The further (initial) question was whether panelists had discretion to award RDNH if it was not requested. In Fabricas Agrupadas de Muñecas de Onil S.A. (FAMOSA) v. Gord Palameta, D2000-1689 (WIPO March 14, 2001) (<famosa.com>) the Panel denied RDNH because “such an exceptional determination was not clearly requested by Respondent.” This view was overtaken by later Panels who questioned why this should be. In Goway Travel Limited v.
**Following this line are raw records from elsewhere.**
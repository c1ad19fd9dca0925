/// Maps domain errors onto HTTP responses
pub mod error_handling;
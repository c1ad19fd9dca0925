use chrono::{DateTime, NaiveDate, Utc};
use serde::{Deserialize, Serialize};
use uuid::Uuid;

#[derive(Debug, Clone, PartialEq, Serialize, Deserialize)]
pub struct Holiday {
    pub id: Uuid,
    pub date: NaiveDate,
    pub title: Option<String>,
    pub created_at: DateTime<Utc>,
}

#[derive(Debug, Clone, Serialize, Deserialize)]
pub struct CreateHolidayRequest {
    pub date: NaiveDate,
    pub title: Option<String>,
}
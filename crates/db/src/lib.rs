pub mod models;
pub mod repositories;
pub mod schema;
pub mod store;

pub mod mock;

use chrono::NaiveDate;
use clinic_core::{errors::ClinicResult, slots::GenerationReport};
use eyre::Result;
use sqlx::postgres::PgPoolOptions;
use sqlx::{Pool, Postgres};

use crate::store::{PgStore, PgUnitOfWork};

pub type DbPool = Pool<Postgres>;

pub async fn create_pool(database_url: &str) -> Result<DbPool> {
    let pool = PgPoolOptions::new()
        .max_connections(5)
        .connect(database_url)
        .await?;

    Ok(pool)
}

/// Generates appointment slots for `[start, end]` against PostgreSQL and
/// commits them in a single transaction.
pub async fn generate_appointments(
    pool: &DbPool,
    start: NaiveDate,
    end: NaiveDate,
) -> ClinicResult<GenerationReport> {
    let store = PgStore::new(pool.clone());
    let mut uow = PgUnitOfWork::new(pool.clone());

    store.generator().generate(&mut uow, start, end).await
}
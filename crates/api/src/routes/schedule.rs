use axum::{
    routing::{get, post},
    Router,
};
use std::sync::Arc;

use crate::{handlers, ApiState};

pub fn routes() -> Router<Arc<ApiState>> {
    Router::new()
        .route(
            "/api/schedules",
            post(handlers::schedule::create_schedule).get(handlers::schedule::list_schedules),
        )
        .route("/api/schedules/:id", get(handlers::schedule::get_schedule))
}
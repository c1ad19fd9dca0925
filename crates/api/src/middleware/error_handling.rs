//! # Error Handling Middleware
//!
//! Maps [`ClinicError`] values onto HTTP status codes and JSON error bodies
//! so every endpoint reports failures the same way.

use axum::{
    http::StatusCode,
    response::{IntoResponse, Response},
    Json,
};
use clinic_core::errors::ClinicError;
use serde_json::json;
use tracing::error;

/// Application error wrapper that provides HTTP status code mapping
///
/// Handlers return `Result<_, AppError>`; the `From` impls below let them use
/// `?` on both `ClinicResult` and `eyre::Result`.
///
/// # Example
///
/// ```
/// use axum::Json;
/// use clinic_api::middleware::error_handling::AppError;
/// use clinic_core::errors::ClinicError;
///
/// async fn handler(count: i32) -> Result<Json<i32>, AppError> {
///     if count < 1 {
///         return Err(AppError(ClinicError::Validation("count must be positive".into())));
///     }
///     Ok(Json(count))
/// }
/// # fn main() {}
/// ```
#[derive(Debug)]
pub struct AppError(pub ClinicError);

impl AppError {
    pub fn status_code(&self) -> StatusCode {
        match &self.0 {
            ClinicError::NotFound(_) => StatusCode::NOT_FOUND,
            ClinicError::Validation(_) => StatusCode::BAD_REQUEST,
            ClinicError::Database(_) => StatusCode::INTERNAL_SERVER_ERROR,
            ClinicError::Internal(_) => StatusCode::INTERNAL_SERVER_ERROR,
        }
    }
}

impl IntoResponse for AppError {
    fn into_response(self) -> Response {
        let status = self.status_code();
        if status.is_server_error() {
            error!(error = ?self.0, "Request failed");
        }

        let message = self.0.to_string();
        let body = Json(json!({ "error": message }));

        (status, body).into_response()
    }
}

impl From<ClinicError> for AppError {
    fn from(err: ClinicError) -> Self {
        AppError(err)
    }
}

/// Wraps the report in [`ClinicError::Database`], since repository
/// functions are the only source of bare `eyre` errors.
impl From<eyre::Report> for AppError {
    fn from(err: eyre::Report) -> Self {
        AppError(ClinicError::Database(err))
    }
}
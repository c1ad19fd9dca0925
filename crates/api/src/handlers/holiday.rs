use axum::{
    extract::{Path, Query, State},
    http::StatusCode,
    Json,
};
use chrono::NaiveDate;
use serde::Deserialize;
use std::sync::Arc;
use clinic_core::{
    errors::ClinicError,
    models::holiday::{CreateHolidayRequest, Holiday},
};
use uuid::Uuid;

use crate::{middleware::error_handling::AppError, ApiState};

/// Inclusive day range used by the listing endpoints.
#[derive(Debug, Deserialize)]
pub struct DateRangeQuery {
    pub start: NaiveDate,
    pub end: NaiveDate,
}

impl DateRangeQuery {
    pub fn validate(&self) -> Result<(), ClinicError> {
        if self.start > self.end {
            return Err(ClinicError::Validation(format!(
                "Start date {} is after end date {}",
                self.start, self.end
            )));
        }
        Ok(())
    }
}

#[axum::debug_handler]
pub async fn create_holiday(
    State(state): State<Arc<ApiState>>,
    Json(payload): Json<CreateHolidayRequest>,
) -> Result<Json<Holiday>, AppError> {
    let db_holiday = clinic_db::repositories::holiday::create_holiday(
        &state.db_pool,
        payload.date,
        payload.title.as_deref(),
    )
    .await
    .map_err(ClinicError::Database)?;

    Ok(Json(Holiday::from(db_holiday)))
}

#[axum::debug_handler]
pub async fn list_holidays(
    State(state): State<Arc<ApiState>>,
    Query(range): Query<DateRangeQuery>,
) -> Result<Json<Vec<Holiday>>, AppError> {
    range.validate()?;

    let holidays = clinic_db::repositories::holiday::list_holidays_in_range(
        &state.db_pool,
        range.start,
        range.end,
    )
    .await
    .map_err(ClinicError::Database)?;

    Ok(Json(holidays.into_iter().map(Holiday::from).collect()))
}

#[axum::debug_handler]
pub async fn delete_holiday(
    State(state): State<Arc<ApiState>>,
    Path(id): Path<Uuid>,
) -> Result<StatusCode, AppError> {
    let deleted = clinic_db::repositories::holiday::delete_holiday(&state.db_pool, id)
        .await
        .map_err(ClinicError::Database)?;

    if !deleted {
        return Err(AppError(ClinicError::NotFound(format!(
            "Holiday with ID {} not found",
            id
        ))));
    }

    Ok(StatusCode::NO_CONTENT)
}
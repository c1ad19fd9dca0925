pub mod appointment;
pub mod health;
pub mod holiday;
pub mod schedule;
use crate::{
    models::{DbAppointment, DbSlotKey},
    repositories::day_bounds,
};
use chrono::{NaiveDate, Utc};
use clinic_core::models::appointment::NewAppointment;
use eyre::Result;
use sqlx::{Pool, Postgres, Transaction};
use uuid::Uuid;

/// Dedup keys of every appointment on a day in `[start, end]`.
pub async fn get_slot_keys_in_range(
    pool: &Pool<Postgres>,
    start: NaiveDate,
    end: NaiveDate,
) -> Result<Vec<DbSlotKey>> {
    let (lower, upper) = day_bounds(start, end);

    let keys = sqlx::query_as::<_, DbSlotKey>(
        r#"
        SELECT doctor_schedule_id, appointment_date_time, start_time
        FROM appointments
        WHERE appointment_date_time >= $1 AND appointment_date_time < $2
        "#,
    )
    .bind(lower)
    .bind(upper)
    .fetch_all(pool)
    .await?;

    Ok(keys)
}

pub async fn list_appointments_in_range(
    pool: &Pool<Postgres>,
    start: NaiveDate,
    end: NaiveDate,
    doctor_id: Option<Uuid>,
) -> Result<Vec<DbAppointment>> {
    let (lower, upper) = day_bounds(start, end);

    let appointments = sqlx::query_as::<_, DbAppointment>(
        r#"
        SELECT id, doctor_id, doctor_schedule_id, appointment_date_time, expire_date_time,
               start_time, end_time, status, created_at
        FROM appointments
        WHERE appointment_date_time >= $1 AND appointment_date_time < $2
          AND ($3::UUID IS NULL OR doctor_id = $3)
        ORDER BY appointment_date_time ASC, doctor_id
        "#,
    )
    .bind(lower)
    .bind(upper)
    .bind(doctor_id)
    .fetch_all(pool)
    .await?;

    Ok(appointments)
}

/// Inserts one appointment inside an open transaction.
pub async fn insert_appointment(
    tx: &mut Transaction<'_, Postgres>,
    appointment: &NewAppointment,
) -> Result<u64> {
    let result = sqlx::query(
        r#"
        INSERT INTO appointments
            (id, doctor_id, doctor_schedule_id, appointment_date_time, expire_date_time,
             start_time, end_time, status, created_at)
        VALUES ($1, $2, $3, $4, $5, $6, $7, $8, $9)
        "#,
    )
    .bind(Uuid::new_v4())
    .bind(appointment.doctor_id)
    .bind(appointment.doctor_schedule_id)
    .bind(appointment.appointment_date_time)
    .bind(appointment.expire_date_time)
    .bind(appointment.start_time)
    .bind(appointment.end_time)
    .bind(appointment.status.as_str())
    .bind(Utc::now())
    .execute(&mut **tx)
    .await?;

    Ok(result.rows_affected())
}
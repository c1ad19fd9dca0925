//! # Clinic Core
//!
//! Domain types and the appointment-slot generation engine.
//!
//! Persistence is reached only through the collaborator traits in
//! [`slots::sources`], so the engine runs the same against PostgreSQL or an
//! in-memory store.

pub mod calendar;
pub mod errors;
pub mod models;
pub mod slots;
use axum::{routing::get, Json, Router};
use serde::{Deserialize, Serialize};
use std::sync::Arc;

use crate::ApiState;

#[derive(Debug, Serialize, Deserialize)]
pub struct HealthResponse {
    pub status: String,
    pub service: String,
}

#[derive(Debug, Serialize, Deserialize)]
pub struct VersionResponse {
    pub version: String,
}

async fn health_check() -> Json<HealthResponse> {
    Json(HealthResponse {
        status: "ok".to_string(),
        service: env!("CARGO_PKG_NAME").to_string(),
    })
}

async fn version() -> Json<VersionResponse> {
    Json(VersionResponse {
        version: env!("CARGO_PKG_VERSION").to_string(),
    })
}

pub fn routes() -> Router<Arc<ApiState>> {
    Router::new()
        .route("/health", get(health_check))
        .route("/version", get(version))
}
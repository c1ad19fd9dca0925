//! # API Configuration Module
//!
//! Loads configuration for the API server and the generation job from
//! environment variables, with defaults where appropriate.
//!
//! ## Environment Variables
//!
//! - `API_HOST`: The host address to bind the server to (default: "0.0.0.0")
//! - `API_PORT`: The port to listen on (default: 3000)
//! - `DATABASE_URL`: PostgreSQL connection string (required)
//! - `LOG_LEVEL`: Logging level (default: "info")
//! - `API_CORS_ORIGINS`: Comma-separated list of allowed CORS origins
//! - `API_REQUEST_TIMEOUT_SECONDS`: Request timeout (default: 30)
//! - `GENERATION_HORIZON_DAYS`: Days ahead covered by the generation job (default: 30)

use eyre::{Result, WrapErr};
use std::env;
use tracing::Level;

/// Configuration for the clinic API server and the generation job
///
/// # Example
///
/// ```no_run
/// use eyre::Result;
/// use clinic_api::config::ApiConfig;
///
/// fn example() -> Result<()> {
///     let config = ApiConfig::from_env()?;
///     println!("Starting server on {}", config.server_addr());
///     Ok(())
/// }
/// ```
#[derive(Debug, Clone)]
pub struct ApiConfig {
    /// Host address for the API server (e.g., "127.0.0.1", "0.0.0.0")
    pub host: String,

    /// Port for the API server to listen on
    pub port: u16,

    /// PostgreSQL database connection string
    pub database_url: String,

    /// Log level for the application
    pub log_level: Level,

    /// CORS allowed origins (optional)
    pub cors_origins: Option<Vec<String>>,

    /// Request timeout in seconds
    pub request_timeout: u64,

    /// Number of days, starting today, covered by one generation job run
    pub generation_horizon_days: u32,
}

impl ApiConfig {
    /// Creates a new ApiConfig from environment variables
    ///
    /// # Errors
    ///
    /// This function will return an error if:
    /// - The DATABASE_URL environment variable is not set
    /// - The API_PORT value cannot be parsed as a u16
    /// - The GENERATION_HORIZON_DAYS value cannot be parsed as a u32
    pub fn from_env() -> Result<Self> {
        // Network settings
        let host = env::var("API_HOST").unwrap_or_else(|_| "0.0.0.0".to_string());
        let port = env::var("API_PORT")
            .unwrap_or_else(|_| "3000".to_string())
            .parse()
            .wrap_err("Invalid API_PORT value")?;

        // Database settings
        let database_url = env::var("DATABASE_URL")
            .wrap_err("DATABASE_URL environment variable must be set")?;

        // Logging settings
        let log_level = parse_log_level(&env::var("LOG_LEVEL").unwrap_or_else(|_| "info".to_string()));

        // CORS settings
        let cors_origins = env::var("API_CORS_ORIGINS").ok().map(|origins| {
            origins.split(',').map(|s| s.trim().to_string()).collect()
        });

        // Performance settings
        let request_timeout = env::var("API_REQUEST_TIMEOUT_SECONDS")
            .unwrap_or_else(|_| "30".to_string())
            .parse()
            .unwrap_or(30);

        // Generation settings
        let generation_horizon_days = env::var("GENERATION_HORIZON_DAYS")
            .unwrap_or_else(|_| "30".to_string())
            .parse()
            .wrap_err("Invalid GENERATION_HORIZON_DAYS value")?;

        Ok(Self {
            host,
            port,
            database_url,
            log_level,
            cors_origins,
            request_timeout,
            generation_horizon_days,
        })
    }

    /// Returns the server address as a string (e.g., "127.0.0.1:8080")
    pub fn server_addr(&self) -> String {
        format!("{}:{}", self.host, self.port)
    }
}

/// Unknown values fall back to `INFO`.
pub fn parse_log_level(value: &str) -> Level {
    match value.to_ascii_lowercase().as_str() {
        "trace" => Level::TRACE,
        "debug" => Level::DEBUG,
        "info" => Level::INFO,
        "warn" => Level::WARN,
        "error" => Level::ERROR,
        _ => Level::INFO,
    }
}
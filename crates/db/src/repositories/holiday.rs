use crate::models::DbHoliday;
use chrono::{NaiveDate, Utc};
use eyre::Result;
use sqlx::{Pool, Postgres};
use uuid::Uuid;

pub async fn create_holiday(
    pool: &Pool<Postgres>,
    date: NaiveDate,
    title: Option<&str>,
) -> Result<DbHoliday> {
    let id = Uuid::new_v4();
    let now = Utc::now();

    let holiday = sqlx::query_as::<_, DbHoliday>(
        r#"
        INSERT INTO holidays (id, date, title, created_at)
        VALUES ($1, $2, $3, $4)
        ON CONFLICT (date)
        DO UPDATE SET title = COALESCE($3, holidays.title)
        RETURNING id, date, title, created_at
        "#,
    )
    .bind(id)
    .bind(date)
    .bind(title)
    .bind(now)
    .fetch_one(pool)
    .await?;

    Ok(holiday)
}

pub async fn list_holidays_in_range(
    pool: &Pool<Postgres>,
    start: NaiveDate,
    end: NaiveDate,
) -> Result<Vec<DbHoliday>> {
    let holidays = sqlx::query_as::<_, DbHoliday>(
        r#"
        SELECT id, date, title, created_at
        FROM holidays
        WHERE date BETWEEN $1 AND $2
        ORDER BY date ASC
        "#,
    )
    .bind(start)
    .bind(end)
    .fetch_all(pool)
    .await?;

    Ok(holidays)
}

pub async fn get_holiday_dates_in_range(
    pool: &Pool<Postgres>,
    start: NaiveDate,
    end: NaiveDate,
) -> Result<Vec<NaiveDate>> {
    let dates = sqlx::query_scalar::<_, NaiveDate>(
        r#"
        SELECT date
        FROM holidays
        WHERE date BETWEEN $1 AND $2
        "#,
    )
    .bind(start)
    .bind(end)
    .fetch_all(pool)
    .await?;

    Ok(dates)
}

/// Returns `false` when no holiday had the given id.
pub async fn delete_holiday(pool: &Pool<Postgres>, id: Uuid) -> Result<bool> {
    let result = sqlx::query(
        r#"
        DELETE FROM holidays
        WHERE id = $1
        "#,
    )
    .bind(id)
    .execute(pool)
    .await?;

    Ok(result.rows_affected() > 0)
}
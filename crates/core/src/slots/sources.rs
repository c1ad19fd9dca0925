//! Collaborators of the slot generator.
//!
//! Implementations live in the database crate (PostgreSQL and in-memory).
//! Every method reports failures as `eyre::Result`; the generator turns them
//! into [`ClinicError::Database`](crate::errors::ClinicError::Database).

use async_trait::async_trait;
use chrono::NaiveDate;

use crate::{
    models::{appointment::NewAppointment, schedule::DoctorSchedule},
    slots::index::SlotKey,
};

/// Supplies every recurring schedule, in no particular order.
#[cfg_attr(test, mockall::automock)]
#[async_trait]
pub trait ScheduleSource: Send + Sync {
    async fn get_all(&self) -> eyre::Result<Vec<DoctorSchedule>>;
}

/// Supplies holiday dates within `[start, end]`, both inclusive.
#[cfg_attr(test, mockall::automock)]
#[async_trait]
pub trait HolidaySource: Send + Sync {
    async fn get_dates_in_range(
        &self,
        start: NaiveDate,
        end: NaiveDate,
    ) -> eyre::Result<Vec<NaiveDate>>;
}

/// Supplies the dedup keys of persisted appointments whose
/// `appointment_date_time` falls on any day in `[start, end]`.
#[cfg_attr(test, mockall::automock)]
#[async_trait]
pub trait AppointmentSource: Send + Sync {
    async fn get_keys_in_range(
        &self,
        start: NaiveDate,
        end: NaiveDate,
    ) -> eyre::Result<Vec<SlotKey>>;
}

/// Receives appointments to insert. Staged rows stay invisible to readers
/// until [`UnitOfWork::commit`] succeeds.
pub trait AppointmentSink: Send {
    fn stage_insert(&mut self, appointment: NewAppointment);
}

/// Writes everything staged so far in a single transaction.
#[async_trait]
pub trait UnitOfWork: Send {
    /// Returns the number of affected rows.
    async fn commit(&mut self) -> eyre::Result<u64>;
}
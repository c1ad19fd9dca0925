use chrono::{DateTime, NaiveDate, NaiveDateTime, NaiveTime, Utc};
use clinic_core::{
    calendar::LocalDayOfWeek,
    errors::ClinicError,
    models::{appointment::Appointment, holiday::Holiday, schedule::DoctorSchedule},
    slots::SlotKey,
};
use serde::{Deserialize, Serialize};
use sqlx::FromRow;
use uuid::Uuid;

#[derive(Debug, Clone, Serialize, Deserialize, FromRow)]
pub struct DbDoctorSchedule {
    pub id: Uuid,
    pub doctor_id: Uuid,
    pub clinic_id: Option<Uuid>,
    pub shift_id: Option<Uuid>,
    pub service_id: Uuid,
    pub day_of_week: i16,
    pub start_time: NaiveTime,
    pub end_time: NaiveTime,
    pub count: i32,
    pub created_at: DateTime<Utc>,
}

impl TryFrom<DbDoctorSchedule> for DoctorSchedule {
    type Error = ClinicError;

    fn try_from(row: DbDoctorSchedule) -> Result<Self, Self::Error> {
        Ok(DoctorSchedule {
            id: row.id,
            doctor_id: row.doctor_id,
            clinic_id: row.clinic_id,
            shift_id: row.shift_id,
            service_id: row.service_id,
            day_of_week: LocalDayOfWeek::try_from(row.day_of_week)?,
            start_time: row.start_time,
            end_time: row.end_time,
            count: row.count,
            created_at: row.created_at,
        })
    }
}

#[derive(Debug, Clone, Serialize, Deserialize, FromRow)]
pub struct DbHoliday {
    pub id: Uuid,
    pub date: NaiveDate,
    pub title: Option<String>,
    pub created_at: DateTime<Utc>,
}

impl From<DbHoliday> for Holiday {
    fn from(row: DbHoliday) -> Self {
        Holiday {
            id: row.id,
            date: row.date,
            title: row.title,
            created_at: row.created_at,
        }
    }
}

#[derive(Debug, Clone, Serialize, Deserialize, FromRow)]
pub struct DbAppointment {
    pub id: Uuid,
    pub doctor_id: Uuid,
    pub doctor_schedule_id: Uuid,
    pub appointment_date_time: NaiveDateTime,
    pub expire_date_time: NaiveDateTime,
    pub start_time: NaiveTime,
    pub end_time: NaiveTime,
    pub status: String,
    pub created_at: DateTime<Utc>,
}

impl TryFrom<DbAppointment> for Appointment {
    type Error = ClinicError;

    fn try_from(row: DbAppointment) -> Result<Self, Self::Error> {
        Ok(Appointment {
            id: row.id,
            doctor_id: row.doctor_id,
            doctor_schedule_id: row.doctor_schedule_id,
            appointment_date_time: row.appointment_date_time,
            expire_date_time: row.expire_date_time,
            start_time: row.start_time,
            end_time: row.end_time,
            status: row.status.parse()?,
            created_at: row.created_at,
        })
    }
}

/// Projection of an appointment onto its dedup key.
#[derive(Debug, Clone, FromRow)]
pub struct DbSlotKey {
    pub doctor_schedule_id: Uuid,
    pub appointment_date_time: NaiveDateTime,
    pub start_time: NaiveTime,
}

impl From<DbSlotKey> for SlotKey {
    fn from(row: DbSlotKey) -> Self {
        SlotKey::new(
            row.doctor_schedule_id,
            row.appointment_date_time.date(),
            row.start_time,
        )
    }
}
pub mod appointment;
pub mod holiday;
pub mod schedule;
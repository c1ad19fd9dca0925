//! PostgreSQL implementation of the slot generator's collaborators.

use async_trait::async_trait;
use chrono::NaiveDate;
use clinic_core::{
    models::{appointment::NewAppointment, schedule::DoctorSchedule},
    slots::{
        AppointmentSink, AppointmentSource, HolidaySource, ScheduleSource, SlotGenerator, SlotKey,
        UnitOfWork,
    },
};
use eyre::Result;
use tracing::debug;

use crate::{
    DbPool,
    repositories::{appointment, holiday, schedule},
};

/// Read side of slot generation, backed by a connection pool.
#[derive(Clone)]
pub struct PgStore {
    pool: DbPool,
}

impl PgStore {
    pub fn new(pool: DbPool) -> Self {
        Self { pool }
    }

    /// A generator reading schedules, holidays and existing slots from this
    /// store.
    pub fn generator(&self) -> SlotGenerator<'_> {
        SlotGenerator::new(self, self, self)
    }
}

#[async_trait]
impl ScheduleSource for PgStore {
    async fn get_all(&self) -> Result<Vec<DoctorSchedule>> {
        schedule::list_schedules(&self.pool)
            .await?
            .into_iter()
            .map(|row| DoctorSchedule::try_from(row).map_err(eyre::Report::from))
            .collect()
    }
}

#[async_trait]
impl HolidaySource for PgStore {
    async fn get_dates_in_range(&self, start: NaiveDate, end: NaiveDate) -> Result<Vec<NaiveDate>> {
        holiday::get_holiday_dates_in_range(&self.pool, start, end).await
    }
}

#[async_trait]
impl AppointmentSource for PgStore {
    async fn get_keys_in_range(&self, start: NaiveDate, end: NaiveDate) -> Result<Vec<SlotKey>> {
        let keys = appointment::get_slot_keys_in_range(&self.pool, start, end).await?;
        Ok(keys.into_iter().map(SlotKey::from).collect())
    }
}

/// Buffers generated appointments and writes them in one transaction.
///
/// Nothing touches the database until [`UnitOfWork::commit`]. If any insert
/// fails the transaction is dropped, which rolls it back.
pub struct PgUnitOfWork {
    pool: DbPool,
    staged: Vec<NewAppointment>,
}

impl PgUnitOfWork {
    pub fn new(pool: DbPool) -> Self {
        Self {
            pool,
            staged: Vec::new(),
        }
    }

    pub fn staged(&self) -> &[NewAppointment] {
        &self.staged
    }
}

impl AppointmentSink for PgUnitOfWork {
    fn stage_insert(&mut self, appointment: NewAppointment) {
        self.staged.push(appointment);
    }
}

#[async_trait]
impl UnitOfWork for PgUnitOfWork {
    async fn commit(&mut self) -> Result<u64> {
        if self.staged.is_empty() {
            return Ok(0);
        }

        let mut tx = self.pool.begin().await?;
        let mut affected = 0;
        for staged in &self.staged {
            affected += appointment::insert_appointment(&mut tx, staged).await?;
        }
        tx.commit().await?;

        debug!(rows = affected, "Committed staged appointments");
        self.staged.clear();
        Ok(affected)
    }
}
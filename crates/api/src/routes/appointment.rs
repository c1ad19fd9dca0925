use axum::{
    routing::{get, post},
    Router,
};
use std::sync::Arc;

use crate::{handlers, ApiState};

pub fn routes() -> Router<Arc<ApiState>> {
    Router::new()
        .route(
            "/api/appointments",
            get(handlers::appointment::list_appointments),
        )
        .route(
            "/api/appointments/generate",
            post(handlers::appointment::generate_appointments),
        )
}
Tourism Australia, D2006-0344 (WIPO June 6, 2006), to take one example, the Panel held that the “Rules specifically put the burden on the Panel to determine whether a complainant has tried to use ‘the Policy in bad faith to attempt to deprive a registered domain name holder of a domain name.’”

A further clarifying definition was articulated in Andrew Etemadi, Founder and Chief Technology Officer for Eyemagine Technology LLC v. Clough Construction and Deanne Clough, D2012-2455 (WIPO February 14, 2013) in which the Panel noted that “[i]t is no excuse that Complainant may not be familiar with clear Policy precedent, the Policy, or the Rules.” The sanctioned Complainant in Vudu (a 2019 case mentioned above) “insinuates that the Respondent’s change of registrar and IP addresses over time is somehow significant, but the Complainant does not explain how it is significant and offers no evidence or argument whatsoever that the Respondent is not, as claimed, the original and continuous registrant of the Domain Name.”

The “problem” in many of these cases from the beginning revolves around resellers of domain names. Some panelists were of the view that speculation violated the UDRP, but that view was quickly overtaken with the view that it was defensible if the domain names were composed of dictionary words usable generally without violating third-party rights under Paragraph 4(c)(i) of the Policy. The concept is captured in Advice Group S.P.A. v. Privacy Administrator, Anonymize, Inc. / Michele Dinoia, Macrosten LTD, D2019-2441 (WIPO December 2, 2019) (<advicegroup.com> in which the Panel, noting that Complainant “inappropriately relies on accusations of “cybersquatting”, pointed out that

[t]he Domain Name is a common English two-word term, and the Complainant offered absolutely no evidence to indicate that the Respondent had advance knowledge of the Complainant’s trademark plans and no reason to believe the Domain Name would ultimately be more valuable in relation to the Complainant, once those plans came to fruition, than for its generic sense.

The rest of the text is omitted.